Our paths first crossed in 1974 when home was Chris Crozier's house in Pukalani. It was big enough to welcome farmer/writer Stu Nicholls, his wife and small son while he was looking for a house to rent. He and I had a lot in common - both from rural Illinois, a taste for the same music, both products of the same generation and both loving to tell stories about our days on Oahu.
Two big differences: He was a veteran and graduate of the University of Hawaii College of Tropical Agriculture with every intention of returning to Vietnam. In subsequent years, our paths crossed any number of times, but I learned nothing about his demons despite interviewing him at length for a story that never got written. I forget why.
Stu returned to Vietnam as a tourist as soon as it was possible. He had to go through Mexico to get a visa since the U.S. didn't recognize The Socialist Republic of Vietnam. He wrote an emotion-based account of that visit. It was published in Honolulu magazine.

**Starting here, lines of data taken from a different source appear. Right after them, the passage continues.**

//! UI rendering for the debugger.

use ratatui::{
    prelude::*,
    widgets::{Block, Borders, Paragraph, List, ListItem},
    style::{Color, Style, Modifier},
};
use crate::{Comparator, Register};
use super::app::DebuggerApp;

/// Main draw function.
pub fn draw(frame: &mut Frame, app: &DebuggerApp) {
    let chunks = Layout::default()
        .direction(Direction::Horizontal)
        .constraints([
            Constraint::Percentage(60),
            Constraint::Percentage(40),
        ])
        .split(frame.area());

    // Left side: source and status
    let left_chunks = Layout::default()
        .direction(Direction::Vertical)
        .constraints([
            Constraint::Min(10),
            Constraint::Length(6),
            Constraint::Length(3),
        ])
        .split(chunks[0]);

    draw_source(frame, left_chunks[0], app);
    draw_registers(frame, left_chunks[1], app);
    draw_status(frame, left_chunks[2], app);

    // Right side: call stack, output and help
    let right_chunks = Layout::default()
        .direction(Direction::Vertical)
        .constraints([
            Constraint::Length(8),
            Constraint::Min(6),
            Constraint::Length(4),
        ])
        .split(chunks[1]);

    draw_call_stack(frame, right_chunks[0], app);
    draw_output(frame, right_chunks[1], app);
    draw_help(frame, right_chunks[2]);
}

/// Draw the source listing with the current instruction highlighted.
fn draw_source(frame: &mut Frame, area: Rect, app: &DebuggerApp) {
    let rows = app.get_listing((area.height as usize).saturating_sub(2));

    let items: Vec<ListItem> = rows
        .iter()
        .map(|(index, text, is_current)| {
            let Some(index) = index else {
                return ListItem::new(format!("       {}", text))
                    .style(Style::default().fg(Color::Cyan));
            };

            let prefix = if *is_current { "▶ " } else { "  " };
            let is_bp = app.breakpoints.contains(index);
            let bp = if is_bp { "●" } else { " " };

            let style = if *is_current {
                Style::default().fg(Color::Yellow).add_modifier(Modifier::BOLD)
            } else if is_bp {
                Style::default().fg(Color::Red)
            } else {
                Style::default()
            };

            ListItem::new(format!("{} {}{:03}:   {}", bp, prefix, index, text)).style(style)
        })
        .collect();

    let list = List::new(items)
        .block(Block::default()
            .title(" Source ")
            .borders(Borders::ALL)
            .border_style(Style::default().fg(Color::Cyan)));

    frame.render_widget(list, area);
}

/// Draw registers, comparator and machine state.
fn draw_registers(frame: &mut Frame, area: Rect, app: &DebuggerApp) {
    let machine = &app.machine;

    let mut regs = Vec::new();
    for reg in Register::ALL {
        regs.push(Span::raw(format!("{}: ", reg)));
        regs.push(Span::styled(
            format!("{:<10}", machine.register(reg)),
            Style::default().fg(Color::White),
        ));
    }

    let content = vec![
        Line::from(regs),
        Line::from(vec![
            Span::raw("COMP: "),
            Span::styled(format!("{:<8}", machine.comparator), comparator_style(machine.comparator)),
            Span::raw("   PC: "),
            Span::styled(format!("{:03}", machine.pc()), Style::default().fg(Color::Yellow)),
        ]),
        Line::from(vec![
            Span::raw("Steps: "),
            Span::styled(format!("{}", machine.steps), Style::default().fg(Color::Cyan)),
            Span::raw("   State: "),
            Span::styled(format!("{:?}", machine.state),
                if machine.is_running() {
                    Style::default().fg(Color::Green)
                } else {
                    Style::default().fg(Color::Red)
                }),
        ]),
    ];

    let paragraph = Paragraph::new(content)
        .block(Block::default()
            .title(" Registers ")
            .borders(Borders::ALL)
            .border_style(Style::default().fg(Color::Green)));

    frame.render_widget(paragraph, area);
}

/// Draw the pending return points, innermost first.
fn draw_call_stack(frame: &mut Frame, area: Rect, app: &DebuggerApp) {
    let items: Vec<ListItem> = app.machine.stack.frames()
        .iter()
        .rev()
        .map(|f| ListItem::new(format!("→ {:03}  (call at line {})", f.return_to, f.call_line)))
        .collect();

    let list = List::new(items)
        .block(Block::default()
            .title(format!(" Call Stack ({}) ", app.machine.stack.len()))
            .borders(Borders::ALL)
            .border_style(Style::default().fg(Color::Magenta)));

    frame.render_widget(list, area);
}

/// Draw values printed so far.
fn draw_output(frame: &mut Frame, area: Rect, app: &DebuggerApp) {
    let visible_rows = (area.height as usize).saturating_sub(2);
    let output = app.machine.output();
    let start = app.output_scroll.min(output.len());
    let end = (start + visible_rows).min(output.len());

    let items: Vec<ListItem> = output[start..end]
        .iter()
        .map(|value| ListItem::new(format!("> {}", value)))
        .collect();

    let list = List::new(items)
        .block(Block::default()
            .title(" Output ")
            .borders(Borders::ALL)
            .border_style(Style::default().fg(Color::Blue)));

    frame.render_widget(list, area);
}

/// Draw status bar.
fn draw_status(frame: &mut Frame, area: Rect, app: &DebuggerApp) {
    let status = Paragraph::new(app.status.clone())
        .style(Style::default().fg(Color::White))
        .block(Block::default()
            .title(" Status ")
            .borders(Borders::ALL));

    frame.render_widget(status, area);
}

/// Draw help panel.
fn draw_help(frame: &mut Frame, area: Rect) {
    let help = Paragraph::new(vec![
        Line::from("s: Step  r: Run  p: Pause  b: Breakpoint"),
        Line::from("x: Reset  ↑↓: Scroll output  q: Quit"),
    ])
    .style(Style::default().fg(Color::DarkGray))
    .block(Block::default()
        .title(" Help ")
        .borders(Borders::ALL));

    frame.render_widget(help, area);
}

fn comparator_style(cmp: Comparator) -> Style {
    match cmp {
        Comparator::Unset => Style::default().fg(Color::DarkGray),
        Comparator::Equal => Style::default().fg(Color::Green),
        Comparator::Greater => Style::default().fg(Color::Yellow),
        Comparator::Less => Style::default().fg(Color::Red),
    }
}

One evening, the telephone rang. It was Stu. He was in the end stages of writing a book and wanted me to take a look. Maui tradition: You can't ever say "no" to a friend. Going through the manuscript, I discovered a different Stu Nicholls.
During a 10-year period, Stu had written "Thunder Road: The Journey Home," an autobiographical novel about a man finding a kind of peace with vivid memories of his experiences as a soldier in Vietnam and how he was treated when he returned to the United States.
"Thunder Road" is the name actor Robert Mitchum gave to Route 13, a north-south highway notorious for being a popular target of North Vietnamese and Viet Cong combat forces. American convoys frequently had to fight through ambushes. "Journey Home" refers to the narrator's psychic travels.
The protagonist, Nick, was a gung-ho warrior. He volunteered for service when the Vietnam War was just gaining steam. An exemplary record in basic training led to a cushy assignment in Washington, D.C. He has a run-in with anti-war demonstrators. Impressed by his patriotic fervor, a general finally processes Nick's escape from chrome helmets and spit-shined shoes. He was on his way to Vietnam.
He landed at a time when Gen. William Westmoreland personally greeted "newbies" when they landed at Ton Son Nhat airport. Nick was impressed. The attention fueled his desire to "get some." During the first six months of his tour, Nick falls in love with a Cambodian refugee but has to leave her behind. In the second part of his tour, Nick is a grunt who usually ends up walking point when his squad goes looking for "Charlie."
Told in flashbacks, Nick's story covers his war experiences in the context of several postwar visits. Nicholls writes combat scenes in stark and unflinching detail. There are an equal number of anecdotes about camaraderie and Army idiocies, including being brought up on charges of dereliction of duty. He'd fallen to sleep on guard because he ran out of the dexedrine needed to work all day and most of the night. He's also adopted by a Vietnamese family.
Most of the novel is about Nick's postwar experiences. He was reviled and misunderstood in America. He was respected and understood by his former enemy. A pivotal scene has him sitting across a table from an NVA officer and finding out they had fought in the same bloody battle.
While farming on Maui, Nick is haunted. He begins a one-man effort to help street kids abandoned by their American fathers and Vietnamese mothers. He brings home one of those kids with disastrous results. A series of visits to the country he has come to love involve clandestine efforts to find Americans who were left behind. The search for MIAs leads to Nick sweating out encounters with hostile Vietnamese authorities.
But where is home? It turns out, home is a Vietnamese woman. He fell in love with her in Vietnam and married her on Maui. She not only worked alongside him on his farm for decades but, more importantly, was his emotional anchor.
"Thunder Road: The Journey Home" is a 468-page odyssey that Stu hopes will help explain post-traumatic stress syndrome. But, that's a sidelight. The book tells a story that's fascinating, enjoyable, and, yes, disturbing. You can meet Stuart Nicholls Saturday between 3 and 5 p.m. at the Saigon Cafe in Wailuku. He'll sign a copy.
"Thunder Road: The Journey Home" is available from Amazon.com.; $18 for the print version, $9.99 for a download.